Beim Versuch, den Parasiten zu bestimmen, bin ich schon an der ersten Hürde gescheitert: Die Unterscheidung von Schlupfwespen und Brackwespen läuft über bestimmte Merkmale der Flügeläderung, die hier mangels Erkennbarkeit nicht ausgewertet werden kann. Also wurde ein anderer Weg gesucht: Gibt es im Web Erkenntnisse, welche Parasitoide an Emmelina monodactyla parasitieren? Da findet sich eine interessante Arbeit:
Peter TÓTH, MONIKA TÓTHOVA & LUDOVÍT CAGÁN: Emmelina monodactyla (Linnaeus, 1758) (Lepidoptera: Pterophoridae), its parasitizationa and potential as a biological control agent of Field or Lesser Bindweed (Convolvulus arvensis L.), veröffentlicht 2003 in der Entomologist's Gazette Nr. 54, Seiten 233 - 241.
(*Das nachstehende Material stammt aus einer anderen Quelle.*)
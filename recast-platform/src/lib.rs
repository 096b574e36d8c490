//! recast-platform - Host capability probing
//!
//! What the specializer needs to know about the machine it runs on: the
//! architecture family and how wide its usable vector registers are. Kept as
//! a separate crate so the engine and any future back-end components can
//! share it without dependency cycles.
//!
//! ## Modules
//!
//! - [`simd`] - Vector extension probing and the width hint

pub mod simd;

pub use simd::{HostArch, SimdCapabilities};

#[cfg(test)]
mod tests {
    use super::*;

    #[test]
    fn test_host_arch_matches_build_target() {
        let arch = HostArch::detect();
        #[cfg(target_arch = "x86_64")]
        assert_eq!(arch, HostArch::X86_64);
        #[cfg(target_arch = "aarch64")]
        assert_eq!(arch, HostArch::Aarch64);
        #[cfg(not(any(target_arch = "x86_64", target_arch = "aarch64")))]
        assert_ne!(arch, HostArch::X86_64);
    }

    #[test]
    fn test_host_simd_capabilities() {
        let caps = SimdCapabilities::detect_host();
        // Every supported host provides at least 128-bit vectors.
        assert!(caps.max_vector_width >= 128);
    }

    #[test]
    fn test_baseline_never_exceeds_runtime_probe() {
        let baseline = SimdCapabilities::baseline(HostArch::detect());
        let probed = SimdCapabilities::detect_host();
        assert!(baseline.max_vector_width <= probed.max_vector_width);
    }
}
https://www.researchgate.net/profile/Peter_…-arvensis-L.pdf
Die Autoren kommen zur Erkenntnis, dass die häufigsten Parasitoide an Emmelina monodactyla
a) die Brackwespe Aleiodes bicolor (SPINOLA, 1808), Familie Braconidae und
b) die Schlupfwespen Heterischnus truncator FABRICIUS, 1798 und Heterischnus sp.
sind.
Sucht man nun nach diesen Namen, dann findet man ein paar Abbildungen. Dabei sieht die Schlupfwespe völlig anders aus. Aber bei Boldsystems wird die Brackwespe Aleiodes bicolor abgebildet mit einigen guten Merkmalsübereinstimmungen mit meinem Fund:
Übereinstimmung in den zipfeligen Anhängen am Kopf:
Brust und Abdomenende schwarz, Ocellen vorhanden:
und Übereinstimmung in einem sehr auffälligen Merkmal: Am Hinterbein ist oder Oberschenkel über dem Knie seltsam stark verjüngt:
Diesen Parasiten nun als Aleiodes bicolor zu bezeichnen, ist zwar nicht wirklich wissenschaftlich korrekt, dafür bedürfte es sicher einer Untersuchung durch einen Parasitoiden-Spezialisten; aber aus der Summe der Erkenntnisse scheint mir die zumindest die Gattungszugehörigkeit als sehr wahrscheinlich.
In der Arbeit ist auch zu lesen, dass die parasitoidierten Raupen sich kurz vor dem Verpuppen des Parasitoiden braun verfärben. Na, welch ein Zufall!
Nachtrag: Ein Blick auf die Exuvie mit dem Ausschlupfloch:
Das Geheimnis der Zitronenrolle ist gelüftet.